Registered Ports (1024-49151)
Assigned by IANA to specific applications that are not standard system services. They include MySQL (3306), PostgreSQL (5432), application servers like Tomcat (8009, 8080) and many others. Any user can configure services to listen on these ports without special privileges.
Dynamic/Private Ports (49152-65535)
Not assigned by IANA and used for temporary client-side connections. When your browser connects to a web server on port 443, it opens a connection from an ephemeral port in this range.
How to Use the Port Scanner
miip.link's port scanning tool is easy to use:
- Enter the IP address or domain you want to scan (e.g.
8.8.8.8orgoogle.com). - Click "Scan Ports" and the tool will check the most common ports.
- Review the results showing which ports are open, closed, or filtered.
The tool scans the most relevant ports for common services. You can also use it directly from the miip.link home page.
TCP vs UDP: Differences
TCP and UDP are the two fundamental transport protocols on the Internet:
- TCP (Transmission Control Protocol): Connection-oriented protocol that establishes a formal connection before transmitting data (three-way handshake: SYN, SYN-ACK, ACK). An open TCP port responds with SYN-ACK, a closed one with RST, and a filtered one doesn't respond. TCP scanning is more reliable and is what miip.link's tool uses.
- UDP (User Datagram Protocol): Connectionless protocol that sends datagrams without establishing a connection. UDP scanning is slower and less reliable because an open UDP port may not respond, making it indistinguishable from a filtered one. UDP services include DNS (53), DHCP, streaming, and online gaming.

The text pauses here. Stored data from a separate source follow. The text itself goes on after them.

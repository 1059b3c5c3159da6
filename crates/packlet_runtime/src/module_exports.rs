use std::sync::Arc;

use arcstr::ArcStr;
use packlet_utils::indexmap::FxIndexMap;
use parking_lot::RwLock;

#[derive(Debug, Clone)]
pub enum ExportValue {
  Json(serde_json::Value),
  /// Another module's export object, e.g. a re-exported namespace.
  Module(ModuleExports),
}

impl ExportValue {
  pub fn as_json(&self) -> Option<&serde_json::Value> {
    match self {
      Self::Json(value) => Some(value),
      Self::Module(_) => None,
    }
  }

  pub fn as_module(&self) -> Option<&ModuleExports> {
    match self {
      Self::Module(exports) => Some(exports),
      Self::Json(_) => None,
    }
  }
}

impl From<serde_json::Value> for ExportValue {
  fn from(value: serde_json::Value) -> Self {
    Self::Json(value)
  }
}

impl From<ModuleExports> for ExportValue {
  fn from(exports: ModuleExports) -> Self {
    Self::Module(exports)
  }
}

#[derive(Debug, Default)]
struct ExportsInner {
  values: FxIndexMap<ArcStr, ExportValue>,
  /// Set once the owning module finished without a `default` export.
  default_is_self: bool,
}

/// A module's export object. Clones share the same object, like JS object references.
#[derive(Debug, Clone, Default)]
pub struct ModuleExports(Arc<RwLock<ExportsInner>>);

impl ModuleExports {
  pub fn new() -> Self {
    Self::default()
  }

  pub fn get(&self, name: &str) -> Option<ExportValue> {
    let inner = self.0.read();
    match inner.values.get(name) {
      Some(value) => Some(value.clone()),
      None if name == "default" && inner.default_is_self => Some(ExportValue::Module(self.clone())),
      None => None,
    }
  }

  pub fn set(&self, name: impl Into<ArcStr>, value: impl Into<ExportValue>) {
    self.0.write().values.insert(name.into(), value.into());
  }

  pub fn contains(&self, name: &str) -> bool {
    self.get(name).is_some()
  }

  /// Own export names in insertion order, the implicit `default` is not listed.
  pub fn names(&self) -> Vec<ArcStr> {
    self.0.read().values.keys().cloned().collect()
  }

  pub fn ptr_eq(&self, other: &Self) -> bool {
    Arc::ptr_eq(&self.0, &other.0)
  }

  /// Lets `default` imports of CommonJS-shaped modules see the whole object.
  pub(crate) fn use_self_as_missing_default(&self) {
    let mut inner = self.0.write();
    if !inner.values.contains_key("default") {
      inner.default_is_self = true;
    }
  }
}

#[test]
fn test_default_falls_back_to_self() {
  let exports = ModuleExports::new();
  exports.set("answer", serde_json::json!(42));
  assert!(exports.get("default").is_none());

  exports.use_self_as_missing_default();
  let default = exports.get("default").unwrap();
  assert!(default.as_module().unwrap().ptr_eq(&exports));
  assert_eq!(exports.names(), vec![ArcStr::from("answer")]);

  let explicit = ModuleExports::new();
  explicit.set("default", serde_json::json!("value"));
  explicit.use_self_as_missing_default();
  assert_eq!(*explicit.get("default").unwrap().as_json().unwrap(), "value");
}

Port Security and Firewalls
Every open port is a potential entry point for attackers. Follow the principle of least privilege: only open the ports you need.
Security Best Practices
- Close unnecessary ports: Disable services you don't use.
- Use a firewall: Configure rules that allow only necessary traffic.
- Change default ports: Moving SSH from port 22 reduces automated attacks.
- Use strong authentication: Public keys for SSH, disable password login.
- Keep software updated: Vulnerabilities in exposed services are the most common attack vector.
- Monitor open ports: Regular scans to verify authorized services.
- Consider port knocking: Send a sequence of connections to closed ports before opening the real port.
Unexpected Open Ports
If you find open ports you don't recognize, identify the service with netstat -tlnp or ss -tlnp. If it's not needed, disable it. If it is, make sure it has strong authentication and the latest updates. Configure your firewall to block unauthorized access.
How Port Scanning Works
The most common technique is the SYN scan (half-open): a SYN packet is sent to the target port. If it responds with SYN-ACK, it's open; if it responds with RST, it's closed; if it doesn't respond, it's filtered. This technique doesn't complete the TCP connection, making it faster and less intrusive.
Other techniques include: CONNECT scan (full TCP connection), FIN scan (sends FIN packet), Xmas scan (FIN, URG and PSH flags), and UDP scan. miip.link's tool uses safe and non-intrusive TCP scanning techniques.